À Anata, le gouvernement a saisi les terres morceau par morceau, émis des centaines d'ordres de démolition, annexé une partie de la ville à Jérusalem, érigé un mur de séparation pour encercler son centre urbain, et confisqué le reste pour créer quatre colonies, plusieurs avant-postes de colons, une base militaire et une autoroute séparée coupée en deux par un autre mur, celui-ci empêchant les colons de voir le trafic palestinien. La piscine naturelle et la source de la ville ont été transformées en réserve naturelle israélienne, dont l'accès était gratuit pour les colons d'Anatot, mais payant pour les habitants d'Anata. La route menant à la source passe par la colonie, dans laquelle les Palestiniens ne peuvent pénétrer sans permis ; ils doivent donc emprunter un autre itinéraire, en faisant un long détour sur un chemin de terre dangereux.

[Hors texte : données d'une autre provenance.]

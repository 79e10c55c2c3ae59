//! End-to-end tests of the hub through its public API.
//!
//! # Purpose
//!
//! These tests wire the real [`DiscoveryService`], [`CommunicationService`]
//! and [`BuzzerManager`] together the way the `buzzer-hub` binary does, with
//! one difference: the HTTP transport is replaced by the scripted
//! [`MockTransport`], so every test decides what each buzzer answers and
//! can count the requests that were (or were not) made.
//!
//! The clock is paused (`start_paused = true`), so the 2-second monitor
//! interval elapses instantly whenever every task is idle.
//!
//! # Scenario used throughout
//!
//! ```text
//! 10.0.0.7  GET /status → {status: "ok", device: "QuizBuzzer1", mac: "AA:11:BB:22:CC:33"}
//! every other host of 10.0.0.0/24 → unreachable
//! ```

use std::net::IpAddr;
use std::sync::Arc;
use std::time::Duration;

use buzzer_core::{BuzzerEvent, BuzzerEventKind, DeviceId, DeviceStatus, NetworkPrefix};
use buzzer_hub::application::manage_buzzers::{BuzzerManager, DEFAULT_EVENT_CAPACITY};
use buzzer_hub::infrastructure::network::communication::{CommunicationService, SessionSettings};
use buzzer_hub::infrastructure::network::discovery::{
    DiscoveryService, DiscoverySettings, DEFAULT_NAME_FILTER, DEFAULT_PROBE_TIMEOUT,
};
use buzzer_hub::infrastructure::network::mock::{AckReply, MockTransport, StatusReply};
use buzzer_hub::infrastructure::network::transport::BuzzerTransport;
use tokio::sync::broadcast;

// ── Helpers ───────────────────────────────────────────────────────────────────

fn buzzer_ip() -> IpAddr {
    "10.0.0.7".parse().unwrap()
}

/// Builds the full stack over a transport where `10.0.0.7` is a healthy
/// buzzer.
fn build_hub() -> (BuzzerManager, Arc<MockTransport>) {
    let transport = Arc::new(MockTransport::new());
    transport.set_status(buzzer_ip(), StatusReply::healthy("QuizBuzzer1", "AA:11:BB:22:CC:33"));

    let shared: Arc<dyn BuzzerTransport> = transport.clone();
    let discovery = DiscoveryService::new(
        Arc::clone(&shared),
        DiscoverySettings {
            network_prefix: NetworkPrefix::new(10, 0, 0),
            probe_timeout: DEFAULT_PROBE_TIMEOUT,
        },
    );
    let (communication, rx) = CommunicationService::new(shared, SessionSettings::default());
    let manager = BuzzerManager::new(Arc::new(discovery), communication, rx, DEFAULT_EVENT_CAPACITY);
    (manager, transport)
}

async fn next_event(events: &mut broadcast::Receiver<BuzzerEvent>) -> BuzzerEvent {
    tokio::time::timeout(Duration::from_secs(30), events.recv())
        .await
        .expect("an event should arrive")
        .expect("event channel open")
}

/// Discovers and connects the scenario buzzer; returns its id once the
/// Connected event has been observed.
async fn discover_and_connect(
    manager: &BuzzerManager,
    events: &mut broadcast::Receiver<BuzzerEvent>,
) -> DeviceId {
    let id = manager.discover(DEFAULT_NAME_FILTER).await[0].id;
    assert!(manager.connect(id).await, "connect should succeed");
    assert_eq!(next_event(events).await.kind, BuzzerEventKind::Connected);
    id
}

// ── Discovery ─────────────────────────────────────────────────────────────────

#[tokio::test(start_paused = true)]
async fn test_discovery_finds_scenario_buzzer_with_normalized_fields() {
    // Arrange
    let (manager, transport) = build_hub();

    // Act
    let found = manager.discover(DEFAULT_NAME_FILTER).await;

    // Assert
    assert_eq!(found.len(), 1);
    let device = &found[0];
    assert_eq!(device.name, "QuizBuzzer1");
    assert_eq!(device.ip, buzzer_ip());
    assert_eq!(device.mac, "aa-11-bb-22-cc-33");
    assert_eq!(device.status, DeviceStatus::Disconnected);
    assert_eq!(transport.total_status_calls(), 254);
}

#[tokio::test(start_paused = true)]
async fn test_repeated_discovery_keeps_one_registry_entry() {
    let (manager, _transport) = build_hub();

    let first = manager.discover(DEFAULT_NAME_FILTER).await;
    let second = manager.discover(DEFAULT_NAME_FILTER).await;

    assert_eq!(manager.get_all().await.len(), 1);
    assert_eq!(first[0].id, second[0].id);
}

#[tokio::test(start_paused = true)]
async fn test_rediscovery_after_address_change_reconnects_at_new_address() {
    // Arrange: the buzzer is found at .7, then its lease moves it to .9.
    let (manager, transport) = build_hub();
    let mut events = manager.subscribe();
    let id = manager.discover(DEFAULT_NAME_FILTER).await[0].id;
    let new_ip: IpAddr = "10.0.0.9".parse().unwrap();
    transport.set_status(buzzer_ip(), StatusReply::Unreachable);
    transport.set_status(new_ip, StatusReply::healthy("QuizBuzzer1", "AA:11:BB:22:CC:33"));

    // Act
    let found = manager.discover(DEFAULT_NAME_FILTER).await;
    let connected = manager.connect(id).await;

    // Assert
    assert_eq!(found.len(), 1);
    assert_eq!(found[0].id, id);
    assert_eq!(found[0].ip, new_ip);
    assert_eq!(manager.get_all().await.len(), 1);
    assert!(connected);
    assert_eq!(next_event(&mut events).await.kind, BuzzerEventKind::Connected);
    assert_eq!(manager.get(id).await.unwrap().ip, new_ip);
}

#[tokio::test(start_paused = true)]
async fn test_discovery_with_non_matching_filter_registers_nothing() {
    let (manager, _transport) = build_hub();

    let found = manager.discover("Printer").await;

    assert!(found.is_empty());
    assert!(manager.get_all().await.is_empty());
}

// ── Sessions ──────────────────────────────────────────────────────────────────

#[tokio::test(start_paused = true)]
async fn test_connect_publishes_connected_event_with_device_name() {
    // Arrange
    let (manager, _transport) = build_hub();
    let mut events = manager.subscribe();
    let id = manager.discover(DEFAULT_NAME_FILTER).await[0].id;

    // Act
    let connected = manager.connect(id).await;

    // Assert
    assert!(connected);
    let event = next_event(&mut events).await;
    assert_eq!(event.kind, BuzzerEventKind::Connected);
    assert_eq!(event.device_id, id);
    assert_eq!(event.device_name, "QuizBuzzer1");
    assert_eq!(manager.get(id).await.unwrap().status, DeviceStatus::Connected);
    assert!(manager.communication().is_monitoring(id).await);
}

#[tokio::test(start_paused = true)]
async fn test_monitor_http_500_marks_error_and_publishes_disconnected() {
    // Arrange
    let (manager, transport) = build_hub();
    let mut events = manager.subscribe();
    let id = discover_and_connect(&manager, &mut events).await;

    // Act: the next monitor poll gets an HTTP 500.
    transport.set_status(buzzer_ip(), StatusReply::HttpError(500));

    // Assert: no explicit disconnect, yet the drop is reported.
    let event = next_event(&mut events).await;
    assert_eq!(event.kind, BuzzerEventKind::Disconnected);
    assert_eq!(event.device_name, "QuizBuzzer1");
    assert_eq!(manager.get(id).await.unwrap().status, DeviceStatus::Error);
}

#[tokio::test(start_paused = true)]
async fn test_disconnect_stops_probing_the_device() {
    // Arrange
    let (manager, transport) = build_hub();
    let mut events = manager.subscribe();
    let id = discover_and_connect(&manager, &mut events).await;
    tokio::time::sleep(Duration::from_secs(5)).await;

    // Act
    manager.disconnect(id).await;
    let probes_at_disconnect = transport.status_calls(buzzer_ip());
    tokio::time::sleep(Duration::from_secs(30)).await;

    // Assert
    assert_eq!(transport.status_calls(buzzer_ip()), probes_at_disconnect);
    assert_eq!(next_event(&mut events).await.kind, BuzzerEventKind::Disconnected);
    assert_eq!(manager.get(id).await.unwrap().status, DeviceStatus::Disconnected);
}

#[tokio::test(start_paused = true)]
async fn test_reconnect_after_drop_restores_connected() {
    // Arrange: connect, then let the device drop.
    let (manager, transport) = build_hub();
    let mut events = manager.subscribe();
    let id = discover_and_connect(&manager, &mut events).await;
    transport.set_status(buzzer_ip(), StatusReply::Unreachable);
    assert_eq!(next_event(&mut events).await.kind, BuzzerEventKind::Disconnected);

    // Act: the device comes back.
    transport.set_status(buzzer_ip(), StatusReply::healthy("QuizBuzzer1", "AA:11:BB:22:CC:33"));

    // Assert: the running monitor notices by itself.
    assert_eq!(next_event(&mut events).await.kind, BuzzerEventKind::Connected);
    assert_eq!(manager.get(id).await.unwrap().status, DeviceStatus::Connected);
}

// ── Commands ──────────────────────────────────────────────────────────────────

#[tokio::test(start_paused = true)]
async fn test_debut_quiz_acknowledged_returns_true() {
    let (manager, transport) = build_hub();
    transport.set_command_reply(buzzer_ip(), AckReply::Status("received".to_string()));
    let mut events = manager.subscribe();
    let id = discover_and_connect(&manager, &mut events).await;

    assert!(manager.send_message(id, "DebutQuiz").await);
    assert_eq!(transport.sent_commands()[0].1.action, "DebutQuiz");
}

#[tokio::test(start_paused = true)]
async fn test_debut_quiz_rejected_returns_false_and_keeps_status() {
    // Arrange
    let (manager, transport) = build_hub();
    transport.set_command_reply(buzzer_ip(), AckReply::Status("rejected".to_string()));
    let mut events = manager.subscribe();
    let id = discover_and_connect(&manager, &mut events).await;

    // Act
    let sent = manager.send_message(id, "DebutQuiz").await;

    // Assert
    assert!(!sent);
    assert_eq!(manager.get(id).await.unwrap().status, DeviceStatus::Connected);
    assert!(matches!(events.try_recv(), Err(broadcast::error::TryRecvError::Empty)));
}

#[tokio::test(start_paused = true)]
async fn test_command_to_unconnected_device_makes_no_network_call() {
    // Arrange
    let (manager, transport) = build_hub();
    transport.set_command_reply(buzzer_ip(), AckReply::Status("received".to_string()));
    let id = manager.discover(DEFAULT_NAME_FILTER).await[0].id;

    // Act
    let sent = manager.send_message(id, "TestCommunicationBluetooth").await;

    // Assert
    assert!(!sent);
    assert_eq!(transport.command_calls(buzzer_ip()), 0);
}

#[tokio::test(start_paused = true)]
async fn test_rename_updates_registry_and_later_event_names() {
    // Arrange
    let (manager, transport) = build_hub();
    transport.set_name_reply(buzzer_ip(), AckReply::Status("ok".to_string()));
    let mut events = manager.subscribe();
    let id = discover_and_connect(&manager, &mut events).await;

    // Act
    assert!(manager.set_name(id, "QuizRed").await);
    manager.communication().report_message(id, "button_press").await;

    // Assert
    assert_eq!(manager.get(id).await.unwrap().name, "QuizRed");
    let event = next_event(&mut events).await;
    assert_eq!(event.kind, BuzzerEventKind::Pressed);
    assert_eq!(event.device_name, "QuizRed");
}

// ── Shutdown ──────────────────────────────────────────────────────────────────

#[tokio::test(start_paused = true)]
async fn test_shutdown_stops_every_monitor() {
    let (manager, transport) = build_hub();
    let mut events = manager.subscribe();
    discover_and_connect(&manager, &mut events).await;

    manager.shutdown().await;
    let probes = transport.total_status_calls();
    tokio::time::sleep(Duration::from_secs(30)).await;

    assert_eq!(transport.total_status_calls(), probes);
}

Bien que nous découvrions que le bus loué pour transporter les enfants était vieux et mal entretenu, et que le conducteur du camion qui l'a percuté était imprudent, nous comprenons peu à peu le système de domination israélien qui a conduit à l'accident mortel. Les quartiers palestiniens sont étouffés par le mur de séparation de la Cisjordanie et privés de services municipaux et d'infrastructures, les points de contrôle israéliens retardent, voire empêchent les ambulances de se rendre dans les zones peuplées de Palestiniens, et les routes de contournement permettent aux colons juifs israéliens de circuler indépendamment des Palestiniens, qui sont relégués sur un réseau de routes négligées, dépourvues d'éclairage, de présence policière et même de séparateurs entre les deux sens de circulation. Une fois réunies, ces pièces du puzzle de l'apartheid montrent clairement que la tragédie aurait pu être évitée et que ses véritables racines - le mur, les permis, les cartes d'identité, le manque d'écoles palestiniennes, l'absence de transports sûrs - n'ont jamais été abordées.

En fin de compte, Une journée dans la vie d'Abed Salama vous saisit du début à la fin. À la fin, le lecteur se retrouve en colère, épuisé et peiné. Thrall réussit un tour de force très compliqué en mêlant de nombreuses informations techniques sur l'effet écrasant de la lente prise de possession des terres par Israël, le labyrinthe des points de contrôle militaires et la bureaucratie qui sépare les Palestiniens les uns des autres, dans un récit habile et captivant. Le livre réussit à mettre à nu la cruelle réalité de la vie palestinienne sous le régime militaire israélien, qui a dicté le sort de ces six enfants, tout en rendant hommage à l'humanité de ses sujets.